Saved entries:
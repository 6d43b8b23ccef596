//! Plain value types shared by the facade and the backends

use serde::{Deserialize, Serialize};
use std::fmt;

/// Decoded character code carried by key events
pub type Unicode = i32;

/// Width/height pair used for both the windowed size and the fullscreen resolution
#[derive(Debug, Clone, Copy, PartialEq, Eq, Hash, Default, Serialize, Deserialize)]
pub struct Size {
    /// Width in screen coordinates
    pub x: i32,
    /// Height in screen coordinates
    pub y: i32,
}

impl Size {
    /// Create a new size
    pub const fn new(x: i32, y: i32) -> Self {
        Self { x, y }
    }

    /// Both components are strictly positive
    pub const fn is_valid(&self) -> bool {
        self.x > 0 && self.y > 0
    }
}

impl From<(i32, i32)> for Size {
    fn from((x, y): (i32, i32)) -> Self {
        Self::new(x, y)
    }
}

impl From<Size> for (i32, i32) {
    fn from(size: Size) -> Self {
        (size.x, size.y)
    }
}

impl fmt::Display for Size {
    fn fmt(&self, f: &mut fmt::Formatter<'_>) -> fmt::Result {
        write!(f, "{}x{}", self.x, self.y)
    }
}

/// Opaque identifier of a platform window
#[derive(Debug, Clone, Copy, PartialEq, Eq, Hash, PartialOrd, Ord)]
pub struct WindowId(pub i32);

/// Opaque identifier of a physical display
#[derive(Debug, Clone, Copy, PartialEq, Eq, Hash, PartialOrd, Ord)]
pub struct MonitorId(pub i32);

impl fmt::Display for WindowId {
    fn fmt(&self, f: &mut fmt::Formatter<'_>) -> fmt::Result {
        write!(f, "window#{}", self.0)
    }
}

impl fmt::Display for MonitorId {
    fn fmt(&self, f: &mut fmt::Formatter<'_>) -> fmt::Result {
        write!(f, "monitor#{}", self.0)
    }
}

#[cfg(test)]
mod tests {
    use super::*;

    #[test]
    fn test_size_validity() {
        assert!(Size::new(800, 600).is_valid());
        assert!(!Size::new(0, 600).is_valid());
        assert!(!Size::new(800, -1).is_valid());
        assert!(!Size::default().is_valid());
    }

    #[test]
    fn test_size_tuple_conversion() {
        let size: Size = (1920, 1080).into();
        assert_eq!(size, Size::new(1920, 1080));
        let (w, h): (i32, i32) = size.into();
        assert_eq!((w, h), (1920, 1080));
        assert_eq!(size.to_string(), "1920x1080");
    }
}
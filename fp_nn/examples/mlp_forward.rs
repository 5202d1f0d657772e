//! MLP forward-pass example.
//!
//! Demonstrates the init/apply split: the model is defined once as an
//! ordinary function, `init` collects its parameters, and `apply` runs it
//! against them.

use fp_core::transform;
use fp_nn::{Linear, Mlp, Module};
use ndarray::{array, Array2};

fn main() {
    // A small regression model: 2 -> 16 -> 8 -> 1
    let model = transform(|x: &Array2<f32>| {
        let trunk = Mlp::new(&[16, 8])?;
        let head = Linear::new(1)?;
        head.forward(&trunk.forward(x)?)
    });

    let x = array![[0.0_f32, 1.0], [1.0, 0.0], [0.5, 0.5]];

    // Trace the model once to sample its parameters.
    let params = model.init(42, &x).expect("init trace failed");

    println!("Initialized parameters:");
    println!("=======================");
    for (path, value) in &params {
        println!("  {:40} {:?}", path, value.shape());
    }

    // Run the model against the mapping.
    let y = model.apply(&params, &x).expect("apply trace failed");

    println!("\nOutputs for {} inputs:", x.nrows());
    for (input, output) in x.rows().into_iter().zip(y.rows()) {
        println!(
            "  [{:.1}, {:.1}] -> {:.4}",
            input[0], input[1], output[0]
        );
    }

    // The pair is pure: applying the same mapping twice reproduces the
    // outputs exactly.
    let again = model.apply(&params, &x).expect("apply trace failed");
    assert_eq!(y, again);
    println!("\nRe-applying the same params reproduced the outputs exactly.");
}
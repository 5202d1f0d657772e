//! # fp_nn - Neural Network Modules for fp_core
//!
//! This crate provides module-structured model building blocks on top of the
//! fp_core frame/transform mechanism:
//!
//! - **[`Module`]**: the trait tying a registered instance name to a
//!   `forward` method that runs inside its own call-stack scope
//! - **[`Linear`]**: a single affine transform `y = x · W + b`
//! - **[`Mlp`]**: nested composition of `Linear` layers
//!
//! ## Example
//!
//! ```
//! use fp_core::transform;
//! use fp_nn::{Linear, Module};
//! use ndarray::array;
//!
//! let model = transform(|x: &ndarray::Array2<f32>| Linear::new(4)?.forward(x));
//!
//! let x = array![[1.0_f32, 2.0, 3.0]];
//! let params = model.init(42, &x)?;
//! assert_eq!(params["~/Linear_0/forward/W"].shape(), &[3, 4]);
//!
//! let y = model.apply(&params, &x)?;
//! assert_eq!(y.dim(), (1, 4));
//! # Ok::<(), fp_core::Error>(())
//! ```

pub mod layers;
pub mod module;

// Re-exports for convenience
pub use layers::{Linear, Mlp};
pub use module::Module;
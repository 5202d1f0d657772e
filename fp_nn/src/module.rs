//! The module abstraction layered on the frame mechanism.

use ndarray::Array2;

use fp_core::Result;

/// A named, composable model component.
///
/// A module is an ordinary struct that registers itself with the current
/// frame at construction time (via
/// [`register_module`](fp_core::register_module)) and keeps the unique name
/// it was assigned. Its `forward` method opens a
/// [`MethodScope`](fp_core::MethodScope) for the duration of the call, so
/// every parameter it requests - directly or through nested modules - gets a
/// path rooted at this instance.
///
/// Modules are re-constructed on every trace, because `init` and `apply`
/// both re-run the defining function. Their names depend only on
/// construction order within a frame, which keeps paths stable across
/// traces.
pub trait Module {
    /// The unique instance name assigned at construction, e.g. `"Linear_0"`.
    fn name(&self) -> &str;

    /// Run the module on a batch of inputs.
    fn forward(&self, input: &Array2<f32>) -> Result<Array2<f32>>;
}
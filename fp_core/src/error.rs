//! Errors surfaced by the frame/transform mechanism.

use thiserror::Error;

/// Errors that can occur while using the parameter mechanism.
///
/// All of these indicate programmer errors (misuse of the mechanism or a
/// mismatched params mapping), not transient conditions. Nothing here is
/// retried.
#[derive(Error, Debug, Clone, PartialEq, Eq)]
pub enum Error {
    /// A frame-dependent operation ran outside of any `init`/`apply` call.
    #[error("`{op}` called outside of an `init` or `apply` trace")]
    NoActiveFrame { op: &'static str },

    /// A parameter path was requested during `apply` but is absent from the
    /// supplied params. Usually means the mapping was produced by a
    /// differently structured `init`.
    #[error("parameter `{path}` not found in the supplied params")]
    MissingParam { path: String },

    /// A stored parameter's shape disagrees with the shape requested at the
    /// call site.
    #[error("parameter `{path}` has shape {stored:?}, but {requested:?} was requested")]
    ShapeMismatch {
        path: String,
        requested: Vec<usize>,
        stored: Vec<usize>,
    },
}

/// Result alias used throughout the crate.
pub type Result<T> = std::result::Result<T, Error>;
//! Parameter storage and the path-aware `get_param` lookup.

use std::collections::btree_map::Entry;
use std::collections::BTreeMap;

use ndarray::{ArcArray, ArrayD, Dimension, IxDyn};
use ndarray_rand::RandomExt;
use rand_distr::StandardNormal;

use crate::error::{Error, Result};
use crate::frame::{with_current, Frame, Mode};

/// A single parameter value.
///
/// Parameters are reference-counted ndarray handles, so cloning one out of
/// the store (or sharing a whole mapping into an `apply` frame) bumps an Arc
/// instead of copying data.
pub type Param = ArcArray<f32, IxDyn>;

/// A parameter mapping, keyed by path.
///
/// This is the sole artifact passed between `init` and `apply`. The key
/// format (`~/<module>/<method>/<identifier>`) is a contract: a mapping is
/// only valid for the identical module construction and call order that
/// produced it. A `BTreeMap` keeps iteration order deterministic.
pub type Params = BTreeMap<String, Param>;

/// Get the parameter identified by `identifier` at the current nesting
/// position, initializing it with `shape` if necessary.
///
/// The full path is derived from the current frame's call stack (see
/// [`MethodScope`](crate::MethodScope)), so the same identifier requested
/// from different nesting positions names different parameters.
///
/// During an `init` trace, a path absent from the store is populated with a
/// standard-normal sample of the requested shape, drawn from the frame's
/// seeded rng; the insert happens in the same map operation as the lookup,
/// and the first access wins. During `apply` (or when the path is already
/// present) the stored array is returned unchanged; a path missing from the
/// supplied mapping is [`Error::MissingParam`].
///
/// The stored shape is always checked against `shape`, and `D` must agree
/// with it, so a mapping produced by a differently shaped `init` fails here
/// with [`Error::ShapeMismatch`] instead of somewhere downstream in the
/// arithmetic.
///
/// ```
/// use fp_core::{transform, get_param};
/// use ndarray::Ix2;
///
/// let traced = transform(|_: &()| get_param::<Ix2>("W", &[3, 4]));
///
/// let params = traced.init(0, &())?;
/// assert_eq!(params["~/W"].shape(), &[3, 4]);
///
/// let w = traced.apply(&params, &())?;
/// assert_eq!(w.dim(), (3, 4));
/// # Ok::<(), fp_core::Error>(())
/// ```
pub fn get_param<D: Dimension>(identifier: &str, shape: &[usize]) -> Result<ArcArray<f32, D>> {
    with_current("get_param", |frame| {
        let path = frame.param_path(identifier);
        let Frame { params, mode, .. } = frame;

        let param = match mode {
            Mode::Init(rng) => match params.entry(path.clone()) {
                Entry::Occupied(slot) => slot.get().clone(),
                Entry::Vacant(slot) => {
                    let fresh: Param =
                        ArrayD::random_using(IxDyn(shape), StandardNormal, rng).into_shared();
                    log::debug!("initialized parameter `{}` with shape {:?}", path, shape);
                    slot.insert(fresh).clone()
                }
            },
            Mode::Apply => params
                .get(&path)
                .cloned()
                .ok_or_else(|| Error::MissingParam { path: path.clone() })?,
        };

        if param.shape() != shape {
            return Err(Error::ShapeMismatch {
                path,
                requested: shape.to_vec(),
                stored: param.shape().to_vec(),
            });
        }
        // The shape was just checked, so this can only fail when the call
        // site's `D` disagrees with its own `shape` argument.
        Ok(param
            .into_dimensionality::<D>()
            .expect("requested dimensionality does not match the requested shape"))
    })
}
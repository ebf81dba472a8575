//! Database layer for archweave
//!
//! This module provides the durable storage underneath the persistence layer:
//! - Schema migrations
//! - A key → JSON blob table, one row per persisted document

pub mod repo;
pub mod schema;

pub use repo::Database;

WHAT YOU HAVE TO DO:
Write down, word for word, the lines above from the one containing "call order that" through the one containing "call stack (see", both ends included.

EXERCISE OUTPUT:
/// only valid for the identical module construction and call order that
/// produced it. A `BTreeMap` keeps iteration order deterministic.
pub type Params = BTreeMap<String, Param>;

/// Get the parameter identified by `identifier` at the current nesting
/// position, initializing it with `shape` if necessary.
///
/// The full path is derived from the current frame's call stack (see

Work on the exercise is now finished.